▶ [Brief] Reproduce precisely the lines of the listing below, starting with the line that contains "not be read." and stopping after the line that contains "a connection-level problem."; include nothing else.
Top of Material for the task
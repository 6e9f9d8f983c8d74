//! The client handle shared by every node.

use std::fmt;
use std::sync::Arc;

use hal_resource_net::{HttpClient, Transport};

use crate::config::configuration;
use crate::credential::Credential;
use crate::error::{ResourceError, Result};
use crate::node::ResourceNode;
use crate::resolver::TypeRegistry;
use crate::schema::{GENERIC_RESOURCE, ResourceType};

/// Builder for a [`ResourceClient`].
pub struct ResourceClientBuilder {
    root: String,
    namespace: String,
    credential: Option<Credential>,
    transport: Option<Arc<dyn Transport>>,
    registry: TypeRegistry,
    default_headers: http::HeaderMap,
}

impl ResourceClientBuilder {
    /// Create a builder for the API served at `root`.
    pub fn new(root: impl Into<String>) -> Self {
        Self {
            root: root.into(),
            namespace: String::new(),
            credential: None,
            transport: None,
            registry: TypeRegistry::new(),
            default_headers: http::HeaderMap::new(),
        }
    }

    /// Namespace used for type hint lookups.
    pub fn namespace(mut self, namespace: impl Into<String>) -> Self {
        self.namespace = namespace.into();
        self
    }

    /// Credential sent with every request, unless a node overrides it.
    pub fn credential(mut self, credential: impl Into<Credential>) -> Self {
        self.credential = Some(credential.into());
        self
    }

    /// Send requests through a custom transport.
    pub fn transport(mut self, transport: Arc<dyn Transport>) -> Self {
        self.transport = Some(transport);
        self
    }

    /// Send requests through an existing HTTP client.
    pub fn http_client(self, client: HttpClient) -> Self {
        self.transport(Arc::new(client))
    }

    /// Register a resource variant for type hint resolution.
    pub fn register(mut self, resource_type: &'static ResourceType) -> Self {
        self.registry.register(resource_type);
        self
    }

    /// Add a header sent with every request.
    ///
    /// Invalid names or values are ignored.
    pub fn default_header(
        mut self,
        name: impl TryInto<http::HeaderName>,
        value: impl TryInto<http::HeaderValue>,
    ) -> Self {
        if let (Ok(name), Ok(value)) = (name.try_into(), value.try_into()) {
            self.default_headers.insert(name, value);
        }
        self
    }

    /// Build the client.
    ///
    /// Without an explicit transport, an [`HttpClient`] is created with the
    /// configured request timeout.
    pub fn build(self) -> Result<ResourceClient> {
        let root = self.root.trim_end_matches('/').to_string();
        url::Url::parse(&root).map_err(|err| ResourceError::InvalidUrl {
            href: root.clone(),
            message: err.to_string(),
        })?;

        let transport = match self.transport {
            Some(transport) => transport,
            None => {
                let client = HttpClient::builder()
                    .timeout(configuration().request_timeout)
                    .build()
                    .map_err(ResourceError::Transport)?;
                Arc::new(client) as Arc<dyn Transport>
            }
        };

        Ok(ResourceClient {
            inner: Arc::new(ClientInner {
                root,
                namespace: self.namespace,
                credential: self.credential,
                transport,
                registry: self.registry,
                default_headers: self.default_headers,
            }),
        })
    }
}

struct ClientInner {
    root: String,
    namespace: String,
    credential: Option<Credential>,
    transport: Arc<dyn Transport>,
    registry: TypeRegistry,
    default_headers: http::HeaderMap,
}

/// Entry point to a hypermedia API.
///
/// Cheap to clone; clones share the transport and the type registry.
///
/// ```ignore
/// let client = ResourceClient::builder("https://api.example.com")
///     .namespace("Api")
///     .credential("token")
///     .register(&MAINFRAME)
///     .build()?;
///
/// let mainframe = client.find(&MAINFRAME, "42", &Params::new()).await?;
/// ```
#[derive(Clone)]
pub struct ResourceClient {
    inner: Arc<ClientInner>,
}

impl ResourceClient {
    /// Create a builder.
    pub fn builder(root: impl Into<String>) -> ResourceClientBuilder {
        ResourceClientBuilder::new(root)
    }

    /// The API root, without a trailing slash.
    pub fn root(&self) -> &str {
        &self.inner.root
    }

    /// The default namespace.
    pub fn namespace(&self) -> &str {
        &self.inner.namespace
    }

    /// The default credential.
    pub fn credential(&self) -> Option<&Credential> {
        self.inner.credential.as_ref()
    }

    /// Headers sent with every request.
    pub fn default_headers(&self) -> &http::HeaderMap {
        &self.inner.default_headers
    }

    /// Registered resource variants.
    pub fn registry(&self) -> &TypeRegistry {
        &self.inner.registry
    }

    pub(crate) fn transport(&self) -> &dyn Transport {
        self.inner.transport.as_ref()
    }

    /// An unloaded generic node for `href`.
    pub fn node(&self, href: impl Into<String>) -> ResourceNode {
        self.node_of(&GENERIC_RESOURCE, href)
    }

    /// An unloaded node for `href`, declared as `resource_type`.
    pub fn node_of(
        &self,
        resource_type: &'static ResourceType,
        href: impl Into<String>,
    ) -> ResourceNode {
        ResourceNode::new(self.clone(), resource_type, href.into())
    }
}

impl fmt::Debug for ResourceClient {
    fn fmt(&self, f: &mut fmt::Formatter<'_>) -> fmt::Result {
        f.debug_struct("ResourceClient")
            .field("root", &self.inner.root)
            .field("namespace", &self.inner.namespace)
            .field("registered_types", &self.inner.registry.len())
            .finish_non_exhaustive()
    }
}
Bottom of Material for the task
Top of Material for the task
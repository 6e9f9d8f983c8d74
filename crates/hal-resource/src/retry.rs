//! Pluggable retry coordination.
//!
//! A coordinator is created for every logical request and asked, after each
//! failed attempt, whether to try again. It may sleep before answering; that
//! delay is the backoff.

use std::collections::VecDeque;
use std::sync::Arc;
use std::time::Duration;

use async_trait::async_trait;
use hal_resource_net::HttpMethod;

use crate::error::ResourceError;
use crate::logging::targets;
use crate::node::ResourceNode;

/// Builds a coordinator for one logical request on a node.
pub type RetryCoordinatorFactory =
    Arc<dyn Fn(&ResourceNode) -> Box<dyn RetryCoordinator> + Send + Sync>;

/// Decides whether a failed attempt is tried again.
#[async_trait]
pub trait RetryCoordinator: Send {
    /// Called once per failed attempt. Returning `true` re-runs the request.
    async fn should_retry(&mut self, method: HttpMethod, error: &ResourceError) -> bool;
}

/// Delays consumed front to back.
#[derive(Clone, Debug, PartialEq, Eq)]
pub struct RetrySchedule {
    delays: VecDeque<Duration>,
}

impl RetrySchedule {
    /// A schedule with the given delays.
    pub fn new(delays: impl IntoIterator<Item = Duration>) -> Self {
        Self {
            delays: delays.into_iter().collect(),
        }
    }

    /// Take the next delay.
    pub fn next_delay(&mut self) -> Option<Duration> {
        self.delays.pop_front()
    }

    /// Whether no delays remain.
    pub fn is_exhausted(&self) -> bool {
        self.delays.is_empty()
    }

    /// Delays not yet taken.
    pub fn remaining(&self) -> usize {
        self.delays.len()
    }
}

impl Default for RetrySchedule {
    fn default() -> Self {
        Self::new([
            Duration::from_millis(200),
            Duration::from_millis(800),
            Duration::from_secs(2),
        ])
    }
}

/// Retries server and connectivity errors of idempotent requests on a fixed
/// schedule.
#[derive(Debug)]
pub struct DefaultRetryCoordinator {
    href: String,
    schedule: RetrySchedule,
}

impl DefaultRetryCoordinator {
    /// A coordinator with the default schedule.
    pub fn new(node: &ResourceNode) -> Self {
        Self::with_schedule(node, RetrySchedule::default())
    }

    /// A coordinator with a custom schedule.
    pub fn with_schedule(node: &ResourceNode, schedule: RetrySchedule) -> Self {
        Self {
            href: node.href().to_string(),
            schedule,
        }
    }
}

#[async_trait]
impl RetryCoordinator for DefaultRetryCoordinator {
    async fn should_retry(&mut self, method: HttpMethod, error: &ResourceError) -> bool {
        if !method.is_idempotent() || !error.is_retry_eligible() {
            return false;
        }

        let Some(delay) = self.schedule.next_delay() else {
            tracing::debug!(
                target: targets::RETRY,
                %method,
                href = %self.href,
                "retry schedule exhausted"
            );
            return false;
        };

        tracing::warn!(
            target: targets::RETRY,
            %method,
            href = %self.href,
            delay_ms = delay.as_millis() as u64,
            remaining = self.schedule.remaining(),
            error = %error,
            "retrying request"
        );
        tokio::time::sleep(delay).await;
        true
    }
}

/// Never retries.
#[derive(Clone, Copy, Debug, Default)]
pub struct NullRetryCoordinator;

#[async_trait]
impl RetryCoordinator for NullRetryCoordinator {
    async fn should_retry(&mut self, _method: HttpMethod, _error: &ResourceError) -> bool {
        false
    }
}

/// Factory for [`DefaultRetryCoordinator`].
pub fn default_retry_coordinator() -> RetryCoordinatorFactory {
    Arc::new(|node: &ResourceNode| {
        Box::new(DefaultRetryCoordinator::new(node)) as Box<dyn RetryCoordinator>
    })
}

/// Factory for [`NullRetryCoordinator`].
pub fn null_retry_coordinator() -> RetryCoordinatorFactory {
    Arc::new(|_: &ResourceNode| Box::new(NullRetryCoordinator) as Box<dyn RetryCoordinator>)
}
Bottom of Material for the task
Top of Material for the task
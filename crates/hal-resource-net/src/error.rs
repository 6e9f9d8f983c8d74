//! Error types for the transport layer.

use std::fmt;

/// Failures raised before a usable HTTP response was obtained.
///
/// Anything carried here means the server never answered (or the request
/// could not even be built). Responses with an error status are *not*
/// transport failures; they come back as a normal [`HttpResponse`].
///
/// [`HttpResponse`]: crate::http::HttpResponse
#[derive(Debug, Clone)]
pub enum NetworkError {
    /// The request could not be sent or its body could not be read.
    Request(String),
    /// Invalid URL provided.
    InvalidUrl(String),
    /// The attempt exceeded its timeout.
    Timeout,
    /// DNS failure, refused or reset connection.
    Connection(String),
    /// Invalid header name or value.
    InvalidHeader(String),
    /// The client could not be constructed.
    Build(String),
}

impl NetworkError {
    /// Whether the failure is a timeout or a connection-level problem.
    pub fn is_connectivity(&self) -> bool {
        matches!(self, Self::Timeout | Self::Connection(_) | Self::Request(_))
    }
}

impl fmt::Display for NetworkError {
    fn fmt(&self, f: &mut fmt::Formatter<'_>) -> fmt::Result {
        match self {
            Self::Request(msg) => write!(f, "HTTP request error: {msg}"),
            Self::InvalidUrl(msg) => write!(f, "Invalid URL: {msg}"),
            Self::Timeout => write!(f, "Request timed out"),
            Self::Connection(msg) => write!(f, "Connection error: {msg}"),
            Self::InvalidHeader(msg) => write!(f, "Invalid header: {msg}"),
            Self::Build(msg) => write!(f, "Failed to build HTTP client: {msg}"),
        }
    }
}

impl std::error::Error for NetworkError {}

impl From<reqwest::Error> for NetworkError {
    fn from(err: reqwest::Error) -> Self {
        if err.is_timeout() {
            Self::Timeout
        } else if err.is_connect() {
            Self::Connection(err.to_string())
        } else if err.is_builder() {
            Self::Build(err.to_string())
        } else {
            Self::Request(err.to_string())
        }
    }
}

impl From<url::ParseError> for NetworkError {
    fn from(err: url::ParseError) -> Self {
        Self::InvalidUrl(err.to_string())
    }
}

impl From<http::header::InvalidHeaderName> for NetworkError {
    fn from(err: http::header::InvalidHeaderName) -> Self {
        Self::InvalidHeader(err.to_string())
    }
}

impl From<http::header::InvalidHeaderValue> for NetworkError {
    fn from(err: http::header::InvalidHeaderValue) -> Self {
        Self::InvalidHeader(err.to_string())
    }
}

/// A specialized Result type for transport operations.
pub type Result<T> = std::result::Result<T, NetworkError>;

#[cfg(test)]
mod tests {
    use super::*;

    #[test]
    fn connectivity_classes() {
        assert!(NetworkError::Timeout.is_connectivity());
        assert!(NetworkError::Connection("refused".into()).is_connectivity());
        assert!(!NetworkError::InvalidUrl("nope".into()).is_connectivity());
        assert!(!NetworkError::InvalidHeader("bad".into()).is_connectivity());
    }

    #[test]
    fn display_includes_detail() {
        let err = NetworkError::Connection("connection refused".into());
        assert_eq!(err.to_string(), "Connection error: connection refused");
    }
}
Bottom of Material for the task
▶ [Output for this task]
    /// The request could not be sent or its body could not be read.
    Request(String),
    /// Invalid URL provided.
    InvalidUrl(String),
    /// The attempt exceeded its timeout.
    Timeout,
    /// DNS failure, refused or reset connection.
    Connection(String),
    /// Invalid header name or value.
    InvalidHeader(String),
    /// The client could not be constructed.
    Build(String),
}

impl NetworkError {
    /// Whether the failure is a timeout or a connection-level problem.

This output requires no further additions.